What gets lost in the ‘book ban’ debate

Parental concern over what books are made available to their children in school libraries is largely being framed by media and others on the left as “book banning,” “censorship,” or alleged anti-gay sentiment.

But these mantras distract from the fact that most of the content being called into question is obscene and sexually explicit. This is not about “book banning,” this is about public school libraries having non-age-appropriate books available to children.

It’s baffling that protecting children from explicit material is controversial. America “has always restricted certain kinds of content, and the attendant freedom to engage with it, when it comes to children,” wrote Nate Hochman in the National Review. “Why? Well, because we understand that some things — including some books — aren’t appropriate for children.” Consider, for example, warnings on music, television, and video games, and limited access to movies in theaters. There is a reason television stations have cut away from press conferences on these books when the content is shown.

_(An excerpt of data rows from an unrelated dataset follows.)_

//! Ordered message log for the active room.
//!
//! Entries are kept in arrival order. The log never sorts by timestamp: the
//! server's ordering is authoritative, and locally synthesized notices are
//! placed exactly where the triggering event arrived.

use chrono::{DateTime, Utc};
use relaychat_proto::{Message, MessageId, SystemMessage};

/// Presence change that produces a system notice.
#[derive(Debug, Clone, Copy, PartialEq, Eq)]
pub enum PresenceChange {
    /// User entered the room.
    Joined,
    /// User left the room.
    Left,
}

impl PresenceChange {
    /// Notice text shown in the log.
    pub fn notice(self, username: &str) -> String {
        match self {
            Self::Joined => format!("{username} joined the chat"),
            Self::Left => format!("{username} left the chat"),
        }
    }

    /// Build the system message for this change.
    ///
    /// Ids of synthesized notices are opaque text so they never collide with
    /// numeric server ids.
    pub fn system_message(self, username: &str, nonce: u64, at: DateTime<Utc>) -> Message {
        Message::System(SystemMessage {
            id: MessageId::Text(format!("local-{nonce:016x}")),
            message: self.notice(username),
            timestamp: at,
        })
    }
}

/// Append-only (until cleared) list of messages for the active room.
#[derive(Debug, Clone, Default)]
pub struct MessageLog {
    entries: Vec<Message>,
}

impl MessageLog {
    /// Create an empty log.
    pub fn new() -> Self {
        Self::default()
    }

    /// Append one message at the end.
    pub fn append(&mut self, message: Message) {
        self.entries.push(message);
    }

    /// Replace the whole log with a history snapshot (oldest first).
    pub fn replace_with_history(&mut self, history: Vec<Message>) {
        self.entries = history;
    }

    /// Remove every entry.
    pub fn clear(&mut self) {
        self.entries.clear();
    }

    /// All entries, in arrival order.
    pub fn entries(&self) -> &[Message] {
        &self.entries
    }

    /// Most recent entry.
    pub fn last(&self) -> Option<&Message> {
        self.entries.last()
    }

    /// Oldest entry. Its timestamp is the cursor for paging older history.
    pub fn first(&self) -> Option<&Message> {
        self.entries.first()
    }

    /// Number of entries.
    pub fn len(&self) -> usize {
        self.entries.len()
    }

    /// True if the log is empty.
    pub fn is_empty(&self) -> bool {
        self.entries.is_empty()
    }
}
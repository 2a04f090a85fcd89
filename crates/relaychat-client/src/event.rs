//! Session events and actions.

use relaychat_core::{Epoch, StateField};
use relaychat_proto::{Frame, Message};

/// Inputs the caller feeds into the session.
///
/// The caller is responsible for:
/// - Forwarding transport deliveries tagged with the epoch they belong to
/// - Driving time forward via ticks
///
/// Generic over `I` (Instant type) so the same session runs on real and
/// virtual time.
#[derive(Debug, Clone, PartialEq)]
pub enum SessionEvent<I = std::time::Instant> {
    /// Frame delivered by the transport, server push or lifecycle report.
    Delivery {
        /// Epoch of the transport connection that produced the frame.
        epoch: Epoch,
        /// The frame.
        frame: Frame,
    },

    /// Time tick for debounce and join timeouts.
    Tick {
        /// Current time from the environment.
        now: I,
    },
}

/// Notices for the presentation layer.
#[derive(Debug, Clone, PartialEq, Eq)]
pub enum SessionNotice {
    /// A room join was never confirmed and has been abandoned.
    JoinTimedOut {
        /// Room that was requested.
        room: String,
    },
    /// Transport gave up reconnecting.
    ReconnectFailed,
    /// A room switch was confirmed.
    RoomSwitched {
        /// New active room.
        room: String,
    },
}

/// Actions the session produces for the caller to execute.
#[derive(Debug, Clone, PartialEq)]
pub enum SessionAction {
    /// Open the transport under `epoch`, replacing any previous connection.
    Open {
        /// Epoch to tag deliveries from this connection with.
        epoch: Epoch,
    },

    /// Close the transport.
    Close,

    /// Send a frame to the server.
    Send(Frame),

    /// A message was appended to the log.
    ///
    /// Observed by the notification collaborator.
    Appended(Message),

    /// A piece of observable state changed; re-render.
    Changed(StateField),

    /// Something the user should be told about.
    Notice(SessionNotice),
}
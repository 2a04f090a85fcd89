//! Relay chat wire protocol
//!
//! Every message exchanged with the relay server is a [`Frame`]: a named event
//! plus an optional JSON payload, carried as one WebSocket text message.
//!
//! # Directions
//!
//! - [`ClientCommand`]: requests the client emits (`user_join`,
//!   `send_message`, ...). Fire-and-forget; results arrive later as events.
//! - [`ServerEvent`]: notifications pushed by the server, plus the connection
//!   lifecycle notifications synthesized by the transport (`connect`,
//!   `disconnect`, `reconnect_attempt`, `reconnect_failed`).
//!
//! Decoding is strict about shape and lenient about representation: ids may
//! be numbers or strings, and scalar payloads may arrive bare or wrapped in an
//! object.

#![forbid(unsafe_code)]
#![deny(missing_docs)]

pub mod errors;
mod event;
mod frame;
pub mod payloads;

pub use errors::ProtocolError;
pub use event::{ClientCommand, ClientEventName, ServerEvent, ServerEventName};
pub use frame::Frame;
pub use payloads::{
    chat::{ChatMessage, Message, MessageId, MessageKind, SystemMessage},
    presence::{PresenceNotice, User, UserId},
};
//! Generic runtime for application orchestration.
//!
//! The Runtime drives the application event loop, coordinating between:
//! - [`App`]: UI state machine
//! - [`Session`]: synchronization core
//! - [`Driver`]: platform-specific I/O

use relaychat_client::{Environment, Identity, Session, SessionAction, SessionEvent};

use crate::{App, AppAction, Driver, DriverEvent, compose, notify};

/// Generic runtime that orchestrates App, Session and Driver.
///
/// # Type Parameters
///
/// - `D`: platform-specific I/O driver
/// - `E`: environment of the session
pub struct Runtime<D, E>
where
    D: Driver,
    E: Environment,
{
    driver: D,
    app: App,
    session: Session<E>,
    /// State changed since the last render.
    dirty: bool,
}

impl<D, E> Runtime<D, E>
where
    D: Driver<Instant = E::Instant>,
    E: Environment,
{
    /// Create a runtime.
    pub fn new(driver: D, app: App, session: Session<E>) -> Self {
        Self { driver, app, session, dirty: true }
    }

    /// Run the main event loop until the user quits.
    ///
    /// Connects immediately if the App already has an identity. On exit the
    /// session is torn down and the driver stopped.
    ///
    /// # Errors
    ///
    /// Returns an error if the driver encounters an I/O error.
    pub async fn run(mut self) -> Result<(), D::Error> {
        self.start().await?;

        while !self.step().await? {}

        self.shutdown().await
    }

    /// Render once and connect if the App is already logged in.
    pub async fn start(&mut self) -> Result<(), D::Error> {
        self.render()?;

        if let Some(identity) = self.app.identity().cloned() {
            self.connect(identity).await?;
            self.flush()?;
        }
        Ok(())
    }

    /// Process one cycle of the event loop.
    ///
    /// 1. Polls the driver for one input
    /// 2. Routes it to the App or the session
    /// 3. Ticks the session with the current time
    /// 4. Renders if anything changed
    ///
    /// Returns `true` if the application should quit.
    pub async fn step(&mut self) -> Result<bool, D::Error> {
        let mut quit = false;

        match self.driver.poll_event().await? {
            Some(DriverEvent::App(event)) => {
                let actions = self.app.handle(event);
                quit = self.process_app_actions(actions).await?;
            },
            Some(DriverEvent::Delivery { epoch, frame }) => {
                let actions = self.session.handle(SessionEvent::Delivery { epoch, frame });
                self.execute(actions).await?;
            },
            None => {},
        }

        let now = self.driver.now();
        let actions = self.session.handle(SessionEvent::Tick { now });
        self.execute(actions).await?;

        self.flush()?;
        Ok(quit)
    }

    /// Tear the session down and stop the driver.
    pub async fn shutdown(mut self) -> Result<(), D::Error> {
        let actions = self.session.teardown();
        self.execute(actions).await?;
        self.driver.stop();
        Ok(())
    }

    /// Process actions returned by the App.
    ///
    /// Returns `true` if should quit.
    async fn process_app_actions(&mut self, actions: Vec<AppAction>) -> Result<bool, D::Error> {
        for action in actions {
            let now = self.driver.now();
            let session_actions = match action {
                AppAction::Render => {
                    self.dirty = true;
                    continue;
                },
                AppAction::Quit => return Ok(true),
                AppAction::Connect { identity } => {
                    self.connect(identity).await?;
                    continue;
                },
                AppAction::Disconnect => self.session.disconnect(),
                AppAction::SendMessage { text } => {
                    self.require_connection();
                    self.session.send_message(&text)
                },
                AppAction::SendPrivate { to, text } => {
                    self.require_connection();
                    match self.session.find_user(&to).map(|user| user.id.clone()) {
                        Some(id) => self.session.send_private_message(id, &text),
                        None => {
                            self.app.set_status(format!("No user named {to}"));
                            Vec::new()
                        },
                    }
                },
                AppAction::Keystroke => self.session.set_typing(true, now),
                AppAction::JoinRoom { room } => {
                    if room == self.session.active_room() {
                        continue;
                    }
                    self.require_connection();
                    self.session.join_room(&room, now)
                },
                AppAction::NextRoom => match self.next_room() {
                    Some(room) => self.session.join_room(&room, now),
                    None => Vec::new(),
                },
                AppAction::LoadOlder => self.session.load_older(),
                AppAction::Attach { path } => self.attach(&path),
            };

            self.execute(session_actions).await?;
        }
        Ok(false)
    }

    async fn connect(&mut self, identity: Identity) -> Result<(), D::Error> {
        let actions = self.session.connect(identity);
        self.execute(actions).await
    }

    fn require_connection(&mut self) {
        if !self.session.connection_state().is_connected() {
            self.app.set_status("Not connected");
        }
    }

    fn next_room(&self) -> Option<String> {
        let rooms = self.session.known_rooms();
        let active = rooms.iter().position(|room| room == self.session.active_room())?;
        let next = rooms.get((active + 1) % rooms.len())?;
        (next != self.session.active_room()).then(|| next.clone())
    }

    fn attach(&mut self, path: &str) -> Vec<SessionAction> {
        let file = match self.driver.describe_file(path) {
            Ok(file) => file,
            Err(err) => {
                self.app.set_status(format!("Cannot attach {path}: {err}"));
                return Vec::new();
            },
        };

        match compose::attachment_label(&file) {
            Ok(label) => {
                self.require_connection();
                self.session.send_message(&label)
            },
            Err(err) => {
                self.app.set_status(err.to_string());
                Vec::new()
            },
        }
    }

    /// Execute actions returned by the session.
    async fn execute(&mut self, actions: Vec<SessionAction>) -> Result<(), D::Error> {
        for action in actions {
            match action {
                SessionAction::Open { epoch } => self.driver.open(epoch).await?,
                SessionAction::Close => self.driver.close().await?,
                SessionAction::Send(frame) => self.driver.send(frame).await?,
                SessionAction::Appended(message) => {
                    self.dirty = true;
                    let username = self.session.identity().map(|i| i.username.as_str());
                    if let Some(notification) =
                        notify::notification_for(&message, username, self.app.is_focused())
                    {
                        self.driver.notify(notification)?;
                    }
                },
                SessionAction::Changed(field) => {
                    tracing::trace!(%field, "state changed");
                    self.dirty = true;
                },
                SessionAction::Notice(notice) => {
                    self.app.notice(&notice);
                    self.dirty = true;
                },
            }
        }
        Ok(())
    }

    fn flush(&mut self) -> Result<(), D::Error> {
        if self.dirty { self.render() } else { Ok(()) }
    }

    fn render(&mut self) -> Result<(), D::Error> {
        self.dirty = false;
        self.app.set_log_len(self.session.messages().len());
        self.driver.render(&self.app, &self.session)
    }

    /// Get a reference to the App
    pub fn app(&self) -> &App {
        &self.app
    }

    /// Get a reference to the session
    pub fn session(&self) -> &Session<E> {
        &self.session
    }

    /// Get a reference to the driver
    pub fn driver(&self) -> &D {
        &self.driver
    }
}
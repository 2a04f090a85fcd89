//! Application layer for relay chat
//!
//! Pure state machines and a generic runtime for UI and session
//! orchestration, enabling deterministic simulation testing with the same code
//! that runs in production.
//!
//! # Components
//!
//! - [`App`]: UI state machine (login, composer, slash commands, focus)
//! - [`Driver`]: trait for platform-specific I/O abstraction
//! - [`Runtime`]: generic orchestration loop using Driver
//! - [`compose`]: composer and attachment validation
//! - [`notify`]: desktop notification filter

#![forbid(unsafe_code)]
#![deny(missing_docs)]

mod action;
mod app;
pub mod compose;
mod driver;
mod event;
mod input;
pub mod notify;
mod runtime;

pub use action::AppAction;
pub use app::{App, Screen};
pub use compose::{AttachmentError, ComposeError, FileInfo};
pub use driver::{Driver, DriverEvent};
pub use event::AppEvent;
pub use input::KeyInput;
pub use notify::Notification;
pub use runtime::Runtime;
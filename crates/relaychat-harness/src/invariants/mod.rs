//! Invariant checking for deterministic simulation testing.
//!
//! Invariants are properties that must always hold during session execution.
//! Unlike example-based tests that check specific scenarios, invariants
//! verify behavioral properties across all possible execution paths.
//!
//! # Architecture
//!
//! The invariant system extracts observable state from a session into a
//! [`SystemSnapshot`], then runs registered [`Invariant`] checks against it.
//! Violations trigger panics with detailed context for debugging.
//!
//! # Usage
//!
//! ```ignore
//! let registry = InvariantRegistry::standard();
//! let snapshot = SystemSnapshot::single(SessionSnapshot::capture(&session));
//! registry.check_all(&snapshot)?;
//! ```

mod checks;
mod snapshot;

pub use checks::{
    ActiveRoomKnown, AttemptsResetWhenConnected, BindingsMatchAttachment, EpochMonotonicity,
    NoTypingWhileOffline, PendingJoinNotActive,
};
pub use snapshot::{SessionSnapshot, SystemSnapshot};

/// Invariant check result.
pub type InvariantResult = Result<(), Violation>;

/// Invariant violation with context.
#[derive(Debug, Clone)]
pub struct Violation {
    /// Name of the violated invariant.
    pub invariant: &'static str,
    /// Description of what went wrong.
    pub message: String,
}

impl std::fmt::Display for Violation {
    fn fmt(&self, f: &mut std::fmt::Formatter<'_>) -> std::fmt::Result {
        write!(f, "{}: {}", self.invariant, self.message)
    }
}

impl std::error::Error for Violation {}

/// An invariant that can be checked against session state.
pub trait Invariant: Send + Sync {
    /// Invariant name for error reporting.
    fn name(&self) -> &'static str;

    /// Check the invariant against the current state.
    fn check(&self, state: &SystemSnapshot) -> InvariantResult;
}

/// Registry of invariants to check.
pub struct InvariantRegistry {
    invariants: Vec<Box<dyn Invariant>>,
}

impl Default for InvariantRegistry {
    fn default() -> Self {
        Self::new()
    }
}

impl InvariantRegistry {
    /// Create an empty registry.
    pub fn new() -> Self {
        Self { invariants: Vec::new() }
    }

    /// Create a registry with the standard session invariants.
    pub fn standard() -> Self {
        let mut registry = Self::new();
        registry.add(ActiveRoomKnown);
        registry.add(PendingJoinNotActive);
        registry.add(EpochMonotonicity);
        registry.add(AttemptsResetWhenConnected);
        registry.add(NoTypingWhileOffline);
        registry.add(BindingsMatchAttachment);
        registry
    }

    /// Add an invariant to the registry.
    pub fn add<I: Invariant + 'static>(&mut self, invariant: I) {
        self.invariants.push(Box::new(invariant));
    }

    /// Check all invariants against the given state.
    ///
    /// Returns `Ok(())` if all invariants hold, or all violations found.
    pub fn check_all(&self, state: &SystemSnapshot) -> Result<(), Vec<Violation>> {
        let violations: Vec<_> =
            self.invariants.iter().filter_map(|inv| inv.check(state).err()).collect();

        if violations.is_empty() { Ok(()) } else { Err(violations) }
    }

    /// Check all invariants, panicking with every violation.
    ///
    /// Use this in tests where you want immediate failure with context.
    #[allow(clippy::panic)]
    pub fn assert_all(&self, state: &SystemSnapshot, context: &str) {
        if let Err(violations) = self.check_all(state) {
            let messages: Vec<_> = violations.iter().map(ToString::to_string).collect();
            panic!("Invariant violation {context}:\n  {}", messages.join("\n  "));
        }
    }

    /// Number of registered invariants.
    pub fn len(&self) -> usize {
        self.invariants.len()
    }

    /// Check if registry is empty.
    pub fn is_empty(&self) -> bool {
        self.invariants.is_empty()
    }
}
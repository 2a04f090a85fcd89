//! Application input events.
//!
//! [`AppEvent`] covers what the user and the host window do. Transport
//! deliveries never reach the [`crate::App`]; the runtime routes them to the
//! session directly.

use crate::KeyInput;

/// Events processed by the App state machine.
#[derive(Debug, Clone, PartialEq, Eq)]
pub enum AppEvent {
    /// Keyboard input.
    Key(KeyInput),

    /// Periodic tick.
    Tick,

    /// Terminal resize (columns, rows).
    Resize(u16, u16),

    /// Host window gained (`true`) or lost (`false`) focus.
    Focus(bool),
}
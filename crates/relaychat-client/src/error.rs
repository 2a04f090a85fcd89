//! Session errors.
//!
//! Commands are fire-and-forget, so these never reach the caller of a command.
//! The session logs them and drops the offending input; they are exposed for
//! tests and for [`crate::Session::try_handle`].

use relaychat_core::{ConnectionError, Epoch, RoomError};
use relaychat_proto::{ProtocolError, ServerEventName};
use thiserror::Error;

/// Errors raised while applying an input to the session.
#[derive(Error, Debug, Clone, PartialEq, Eq)]
pub enum SessionError {
    /// Frame could not be decoded into a server event.
    #[error("malformed frame: {0}")]
    Protocol(#[from] ProtocolError),

    /// Lifecycle event not valid in the current connection state.
    #[error(transparent)]
    Connection(#[from] ConnectionError),

    /// Room switch request rejected.
    #[error(transparent)]
    Room(#[from] RoomError),

    /// Delivery tagged with a superseded connection epoch.
    #[error("stale delivery from epoch {delivered} (current {current})")]
    StaleDelivery {
        /// Epoch the delivery was tagged with.
        delivered: Epoch,
        /// Current connection epoch.
        current: Epoch,
    },

    /// No handler bound for the event (session torn down).
    #[error("no handler bound for {0}")]
    Unbound(ServerEventName),

    /// Command requires a live connection.
    #[error("not connected")]
    NotConnected,

    /// Message text is blank.
    #[error("message is empty")]
    EmptyMessage,
}

impl SessionError {
    /// True for errors that are expected during normal operation and only
    /// worth a debug log.
    pub fn is_benign(&self) -> bool {
        match self {
            Self::StaleDelivery { .. } | Self::Unbound(_) => true,
            Self::Connection(err) => err.is_stale(),
            Self::Protocol(_) | Self::Room(_) | Self::NotConnected | Self::EmptyMessage => false,
        }
    }
}
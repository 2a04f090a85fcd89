//! Input line
//!
//! Displays the composer with cursor.

use ratatui::{
    Frame,
    layout::Rect,
    style::{Color, Style},
    widgets::{Block, Borders, Paragraph},
};
use relaychat_app::App;

const PROMPT_WIDTH: u16 = 3; // "> "
const INPUT_LINE_OFFSET_Y: u16 = 1; // inside top border
const RIGHT_PADDING: u16 = 1; // inside right border

/// Render the input line.
pub fn render(frame: &mut Frame, app: &App, area: Rect) {
    let block = Block::default().borders(Borders::ALL);

    let input_text = format!("> {}", app.input());
    let paragraph =
        Paragraph::new(input_text).style(Style::default().fg(Color::White)).block(block);

    frame.render_widget(paragraph, area);

    let available_width = area.width.saturating_sub(PROMPT_WIDTH + RIGHT_PADDING);
    let cursor_offset = (app.cursor() as u16).min(available_width);

    let cursor_x = area.x.saturating_add(PROMPT_WIDTH).saturating_add(cursor_offset);
    let cursor_y = area.y.saturating_add(INPUT_LINE_OFFSET_Y);
    let max_x = area.x.saturating_add(area.width).saturating_sub(RIGHT_PADDING);

    frame.set_cursor_position((cursor_x.min(max_x), cursor_y));
}
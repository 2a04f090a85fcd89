//! Terminal driver for the TUI.
//!
//! Implements the [`Driver`] trait for terminal I/O using crossterm for
//! keyboard events and ratatui for rendering. The relay connection is a
//! [`TransportHandle`] running in a background task.

use std::{
    io::{self, Stdout, stdout},
    path::Path,
    time::{Duration, Instant},
};

use crossterm::{
    ExecutableCommand,
    event::{
        DisableFocusChange, EnableFocusChange, Event, EventStream, KeyCode, KeyEvent, KeyEventKind,
        KeyModifiers,
    },
    style::Print,
    terminal::{EnterAlternateScreen, LeaveAlternateScreen, disable_raw_mode, enable_raw_mode},
};
use futures::StreamExt;
use ratatui::{Terminal, backend::CrosstermBackend};
use relaychat_app::{App, AppEvent, Driver, DriverEvent, FileInfo, KeyInput, Notification};
use relaychat_client::{
    Environment, Epoch, ReconnectPolicy, Session,
    transport::{Delivery, TransportError, TransportHandle},
};
use relaychat_proto::Frame;
use thiserror::Error;

use crate::ui;

/// Wait this long for input before ticking the session.
const TICK: Duration = Duration::from_millis(100);

/// MIME type of files whose extension is not recognized.
const UNKNOWN_MIME: &str = "application/octet-stream";

/// Terminal driver errors.
#[derive(Debug, Error)]
pub enum TerminalError {
    /// I/O error from terminal operations.
    #[error("I/O error: {0}")]
    Io(#[from] io::Error),

    /// Transport error.
    #[error("transport error: {0}")]
    Transport(#[from] TransportError),

    /// Terminal event stream ended.
    #[error("terminal input closed")]
    InputClosed,
}

/// Terminal driver implementing the [`Driver`] trait.
///
/// Handles terminal I/O (crossterm), rendering (ratatui) and the relay
/// connection (tokio-tungstenite via [`TransportHandle`]).
pub struct TerminalDriver {
    terminal: Terminal<CrosstermBackend<Stdout>>,
    event_stream: EventStream,
    transport: TransportHandle,
    /// Ring the terminal bell for notifications.
    bell: bool,
}

impl TerminalDriver {
    /// Take over the terminal and spawn the transport task for `url`.
    ///
    /// Must be called from within a tokio runtime.
    pub fn new(url: &str, policy: ReconnectPolicy, bell: bool) -> Result<Self, TerminalError> {
        enable_raw_mode()?;
        stdout().execute(EnterAlternateScreen)?;
        stdout().execute(EnableFocusChange)?;

        let backend = CrosstermBackend::new(stdout());
        let terminal = Terminal::new(backend)?;
        let event_stream = EventStream::new();
        let transport = TransportHandle::spawn(url, policy);

        Ok(Self { terminal, event_stream, transport, bell })
    }

    /// Convert a crossterm event to an `AppEvent`.
    fn convert_event(event: Event) -> Option<AppEvent> {
        match event {
            Event::Key(key) if key.kind == KeyEventKind::Press => {
                Self::convert_key(key).map(AppEvent::Key)
            },
            Event::Resize(cols, rows) => Some(AppEvent::Resize(cols, rows)),
            Event::FocusGained => Some(AppEvent::Focus(true)),
            Event::FocusLost => Some(AppEvent::Focus(false)),
            _ => None,
        }
    }

    /// Convert a crossterm key to `KeyInput`. Ctrl+C quits like Esc.
    fn convert_key(key: KeyEvent) -> Option<KeyInput> {
        if key.modifiers.contains(KeyModifiers::CONTROL) {
            return matches!(key.code, KeyCode::Char('c')).then_some(KeyInput::Esc);
        }

        match key.code {
            KeyCode::Char(c) => Some(KeyInput::Char(c)),
            KeyCode::Enter => Some(KeyInput::Enter),
            KeyCode::Backspace => Some(KeyInput::Backspace),
            KeyCode::Delete => Some(KeyInput::Delete),
            KeyCode::Tab => Some(KeyInput::Tab),
            KeyCode::Esc => Some(KeyInput::Esc),
            KeyCode::Left => Some(KeyInput::Left),
            KeyCode::Right => Some(KeyInput::Right),
            KeyCode::PageUp => Some(KeyInput::PageUp),
            KeyCode::PageDown => Some(KeyInput::PageDown),
            KeyCode::Home => Some(KeyInput::Home),
            KeyCode::End => Some(KeyInput::End),
            _ => None,
        }
    }
}

impl Driver for TerminalDriver {
    type Error = TerminalError;
    type Instant = Instant;

    async fn poll_event(&mut self) -> Result<Option<DriverEvent>, Self::Error> {
        tokio::select! {
            biased;

            // Terminal events
            maybe_event = self.event_stream.next() => match maybe_event {
                Some(Ok(event)) => Ok(Self::convert_event(event).map(DriverEvent::App)),
                Some(Err(e)) => Err(TerminalError::Io(e)),
                None => Err(TerminalError::InputClosed),
            },

            // Frames and lifecycle reports from the transport
            delivery = self.transport.recv() => match delivery {
                Some(Delivery { epoch, frame }) => Ok(Some(DriverEvent::Delivery { epoch, frame })),
                None => Err(TerminalError::Transport(TransportError::Stopped)),
            },

            // Tick timeout
            () = tokio::time::sleep(TICK) => Ok(None),
        }
    }

    async fn open(&mut self, epoch: Epoch) -> Result<(), Self::Error> {
        Ok(self.transport.open(epoch).await?)
    }

    async fn send(&mut self, frame: Frame) -> Result<(), Self::Error> {
        Ok(self.transport.send(frame).await?)
    }

    async fn close(&mut self) -> Result<(), Self::Error> {
        Ok(self.transport.close().await?)
    }

    fn now(&self) -> Self::Instant {
        Instant::now()
    }

    fn render<E: Environment>(&mut self, app: &App, session: &Session<E>) -> Result<(), Self::Error> {
        self.terminal.draw(|frame| ui::render(frame, app, session))?;
        Ok(())
    }

    fn notify(&mut self, notification: Notification) -> Result<(), Self::Error> {
        tracing::info!(title = %notification.title, tag = notification.tag, "notification");
        if self.bell {
            stdout().execute(Print('\u{7}'))?;
        }
        Ok(())
    }

    fn describe_file(&self, path: &str) -> io::Result<FileInfo> {
        let path = Path::new(path);
        let metadata = std::fs::metadata(path)?;
        if !metadata.is_file() {
            return Err(io::Error::new(io::ErrorKind::InvalidInput, "not a regular file"));
        }

        let name = path.file_name().map_or_else(
            || path.display().to_string(),
            |name| name.to_string_lossy().into_owned(),
        );
        Ok(FileInfo { name, size: metadata.len(), mime: mime_for(path).to_string() })
    }

    fn stop(&mut self) {
        self.transport.stop();
    }
}

impl Drop for TerminalDriver {
    fn drop(&mut self) {
        self.stop();
        let _ = stdout().execute(DisableFocusChange);
        let _ = disable_raw_mode();
        let _ = stdout().execute(LeaveAlternateScreen);
    }
}

/// MIME type guessed from the file extension.
fn mime_for(path: &Path) -> &'static str {
    let Some(extension) = path.extension().and_then(|ext| ext.to_str()) else {
        return UNKNOWN_MIME;
    };

    match extension.to_ascii_lowercase().as_str() {
        "jpg" | "jpeg" => "image/jpeg",
        "png" => "image/png",
        "gif" => "image/gif",
        "pdf" => "application/pdf",
        "txt" | "log" | "md" => "text/plain",
        _ => UNKNOWN_MIME,
    }
}
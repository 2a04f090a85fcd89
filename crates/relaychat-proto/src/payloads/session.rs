//! Login, room and transport lifecycle payloads.
//!
//! Scalar payloads (`room_joined`, `disconnect`, `reconnect_attempt`) are
//! emitted bare by the relay server but are also accepted wrapped in a
//! single-field object.

use serde::{Deserialize, Serialize};

/// Payload of `user_join`: identity presented on connect.
#[derive(Debug, Clone, PartialEq, Eq, Serialize, Deserialize)]
pub struct UserJoin {
    /// Display name.
    pub username: String,
    /// Room to enter.
    pub room: String,
}

/// Payload of `room_joined`.
#[derive(Debug, Clone, PartialEq, Eq, Serialize, Deserialize)]
#[serde(untagged)]
pub enum RoomJoined {
    /// Bare room name.
    Bare(String),
    /// `{"roomName": ...}`.
    Wrapped {
        /// Confirmed room.
        #[serde(rename = "roomName")]
        room_name: String,
    },
}

impl RoomJoined {
    /// Confirmed room name.
    pub fn into_room_name(self) -> String {
        match self {
            Self::Bare(name) | Self::Wrapped { room_name: name } => name,
        }
    }
}

/// Payload of `disconnect`.
#[derive(Debug, Clone, PartialEq, Eq, Serialize, Deserialize)]
#[serde(untagged)]
pub enum Disconnect {
    /// Bare reason string.
    Bare(String),
    /// `{"reason": ...}`.
    Wrapped {
        /// Why the transport closed.
        reason: String,
    },
}

impl Disconnect {
    /// Disconnect reason.
    pub fn into_reason(self) -> String {
        match self {
            Self::Bare(reason) | Self::Wrapped { reason } => reason,
        }
    }
}

/// Payload of `reconnect_attempt`.
#[derive(Debug, Clone, PartialEq, Eq, Serialize, Deserialize)]
#[serde(untagged)]
pub enum ReconnectAttempt {
    /// Bare attempt number.
    Bare(u32),
    /// `{"attemptNumber": ...}`.
    Wrapped {
        /// One-based attempt number.
        #[serde(rename = "attemptNumber")]
        attempt_number: u32,
    },
}

impl ReconnectAttempt {
    /// One-based attempt number.
    pub fn attempt(&self) -> u32 {
        match self {
            Self::Bare(n) | Self::Wrapped { attempt_number: n } => *n,
        }
    }
}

“…[S]chool districts have a limited budget and capacity for books in their classrooms,” wrote Lance Christensen with the California Policy Center. “Salacious or pornographic material that would not be read in front of our grandmothers or allowed on network television does not belong in the classroom.”

If school districts feel like it’s appropriate for kids to be exposed to raunchy, graphic, or explicit material, they should be prepared for concerned parents who show up at their school board meetings and protest. And when a parent reads an objectionable portion from the book the district has approved, the presiding officer needs to hear them out rather than shutting them down.

Gov. Tim Walz recently made headlines for staging a Little Free Library outside his office at the State Capitol and taking another jab at Florida Gov. Ron DeSantis with the aforementioned “book banning” mantra, which was not accurate and a distraction from the obscene and sexually explicit books that are available in Minnesota school libraries. (American Experiment made a point of adding some of those books to the Little Free Library and documenting it here.)

“…[L]et’s dial down the temperature and dispense with the narrative that schools are banning books because they don’t house every title from some activist wish list,” concluded Christensen. “If parents want to buy objectionable books for their kids, they are unlikely to encounter any firemen putting out bonfires at their local bookstore.”